Le vert des prés était devenu électrique, avec des décharges invisibles, troué de trilles, et personne sur les chemins. On ne savait pas si on était heureux, mais on n'aurait voulu être nulle part ailleurs, ne voir personne en effet, et puis on attendait quand même on ne savait qui. »
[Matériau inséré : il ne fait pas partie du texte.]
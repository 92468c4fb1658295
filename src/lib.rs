//! Periodic MySQL/MariaDB health sampler.
//!
//! Every configured instance is polled on its own interval: global status,
//! InnoDB metrics, binlog position, replica state and Galera cluster status.
//! Results go to a [`sink::MetricSink`] (Prometheus by default) and
//! replication state changes to a [`sink::Notifier`].

pub mod cli;
pub mod config;
pub mod exporter;
pub mod sampler;
pub mod sink;

#[allow(clippy::pedantic)]
pub mod built_info {
    include!(concat!(env!("OUT_DIR"), "/built.rs"));
}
« C'était un été paradoxal, de joie et de profonde mélancolie. L'été précédent, je m'en souvenais bien, le jour même où Le Monde titrait « La sixième extinction de masse est en cours », et annonçait la disparition des espèces, nous avions été visités par un Grand Mars changeant, plus vu depuis des années, entré par la porte-fenêtre grande ouverte. Son bleu métallique, irisé. Et une heure plus tard, dans la prairie, midi, était passé le voilier jaune taché de rouge et de bleu d'un Machaon. Je n'avais pas pu m'empêcher de voir dans ces insistantes apparitions des visites d'adieu: La Beauté vous salue bien. Donc, je les attendais avec un peu d'angoisse. J'attendais leur retour. J'aurais voulu les revoir, cet été là. Je ne les ai pas revus. J'en restais stupéfaite. Je n'en revenais pas d'être témoin de la fin de notre monde, de la naissance d'un autre, alors que l'idylle paradisiaque de notre installation là-haut datait de quelques années seulement. Quel étrange privilège m'était échu là: assister au moment charnière de l'histoire de notre humanité. La catastrophe avait pourtant été annoncée depuis longtemps. On nous avait prévenus. »

« Dehors, mirage d'une journée d'été brumeuse et bleue. À l'intérieur, mirage d'un texte qui se ramifiait. Le lendemain, j'ai remis le nez dehors pour noter tout ce qui bougeait et poussait et croissait. Il faisait si beau que je dormais la porte ouverte sur le pré. Je me souviens de la chaleur. De rasades d'eau glacée. »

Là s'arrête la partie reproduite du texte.